### INPUT MATERIAL:
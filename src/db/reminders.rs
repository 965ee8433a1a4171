use chrono::{DateTime, Utc};

use crate::error::Result;
use crate::models::{Recurrence, Reminder};

use super::Store;

impl Store {
    /// Insert a new reminder (completed = false) and return it with its id
    pub async fn insert_reminder(
        &self,
        owner_id: &str,
        text: &str,
        due_at: DateTime<Utc>,
        recurrence: Option<Recurrence>,
        now: DateTime<Utc>,
    ) -> Result<Reminder> {
        let id = sqlx::query(
            "INSERT INTO reminders (owner_id, text, due_at, completed, recurrence, created_at)
             VALUES (?, ?, ?, 0, ?, ?)",
        )
        .bind(owner_id)
        .bind(text)
        .bind(due_at)
        .bind(recurrence)
        .bind(now)
        .execute(self.pool()?)
        .await?
        .last_insert_rowid();

        Ok(Reminder {
            id,
            owner_id: owner_id.to_string(),
            text: text.to_string(),
            due_at,
            completed: false,
            recurrence,
            created_at: now,
        })
    }

    /// Persist the current state of a reminder (due time, text, recurrence,
    /// completion flag)
    pub async fn update_reminder(&self, reminder: &Reminder) -> Result<()> {
        sqlx::query(
            "UPDATE reminders SET text = ?, due_at = ?, completed = ?, recurrence = ?
             WHERE id = ? AND owner_id = ?",
        )
        .bind(&reminder.text)
        .bind(reminder.due_at)
        .bind(reminder.completed)
        .bind(reminder.recurrence)
        .bind(reminder.id)
        .bind(&reminder.owner_id)
        .execute(self.pool()?)
        .await?;

        Ok(())
    }

    /// Point lookup scoped to the owner
    pub async fn find_reminder(&self, owner_id: &str, id: i64) -> Result<Option<Reminder>> {
        let reminder =
            sqlx::query_as::<_, Reminder>("SELECT * FROM reminders WHERE id = ? AND owner_id = ?")
                .bind(id)
                .bind(owner_id)
                .fetch_optional(self.pool()?)
                .await?;

        Ok(reminder)
    }

    /// The owner's pending reminders, soonest first
    pub async fn list_active_reminders(&self, owner_id: &str) -> Result<Vec<Reminder>> {
        let reminders = sqlx::query_as::<_, Reminder>(
            "SELECT * FROM reminders WHERE owner_id = ? AND completed = 0 ORDER BY due_at ASC",
        )
        .bind(owner_id)
        .fetch_all(self.pool()?)
        .await?;

        Ok(reminders)
    }

    /// All of the owner's reminders, completed included (export)
    pub async fn list_reminders(&self, owner_id: &str) -> Result<Vec<Reminder>> {
        let reminders =
            sqlx::query_as::<_, Reminder>("SELECT * FROM reminders WHERE owner_id = ? ORDER BY id ASC")
                .bind(owner_id)
                .fetch_all(self.pool()?)
                .await?;

        Ok(reminders)
    }

    /// Every pending reminder across all owners, for the startup recovery sweep
    pub async fn pending_reminders(&self) -> Result<Vec<Reminder>> {
        let reminders = sqlx::query_as::<_, Reminder>(
            "SELECT * FROM reminders WHERE completed = 0 ORDER BY due_at ASC",
        )
        .fetch_all(self.pool()?)
        .await?;

        Ok(reminders)
    }

    /// Delete a reminder by id; returns the affected count (0 is not an error)
    pub async fn delete_reminder(&self, owner_id: &str, id: i64) -> Result<u64> {
        let affected = sqlx::query("DELETE FROM reminders WHERE id = ? AND owner_id = ?")
            .bind(id)
            .bind(owner_id)
            .execute(self.pool()?)
            .await?
            .rows_affected();

        Ok(affected)
    }

    /// Delete every reminder owned by the user
    pub async fn delete_reminders_for(&self, owner_id: &str) -> Result<u64> {
        let affected = sqlx::query("DELETE FROM reminders WHERE owner_id = ?")
            .bind(owner_id)
            .execute(self.pool()?)
            .await?
            .rows_affected();

        Ok(affected)
    }

    pub async fn count_reminders(&self, owner_id: &str) -> Result<i64> {
        let (count,) =
            sqlx::query_as::<_, (i64,)>("SELECT COUNT(*) FROM reminders WHERE owner_id = ?")
                .bind(owner_id)
                .fetch_one(self.pool()?)
                .await?;

        Ok(count)
    }
}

### WORK TO COMPLETE:
Could you please find every line of the listing above holding the string "WHERE" and copy it?

### SOLUTION TO THE PROBLEM:
             WHERE id = ? AND owner_id = ?",
            sqlx::query_as::<_, Reminder>("SELECT * FROM reminders WHERE id = ? AND owner_id = ?")
            "SELECT * FROM reminders WHERE owner_id = ? AND completed = 0 ORDER BY due_at ASC",
            sqlx::query_as::<_, Reminder>("SELECT * FROM reminders WHERE owner_id = ? ORDER BY id ASC")
            "SELECT * FROM reminders WHERE completed = 0 ORDER BY due_at ASC",
        let affected = sqlx::query("DELETE FROM reminders WHERE id = ? AND owner_id = ?")
        let affected = sqlx::query("DELETE FROM reminders WHERE owner_id = ?")
            sqlx::query_as::<_, (i64,)>("SELECT COUNT(*) FROM reminders WHERE owner_id = ?")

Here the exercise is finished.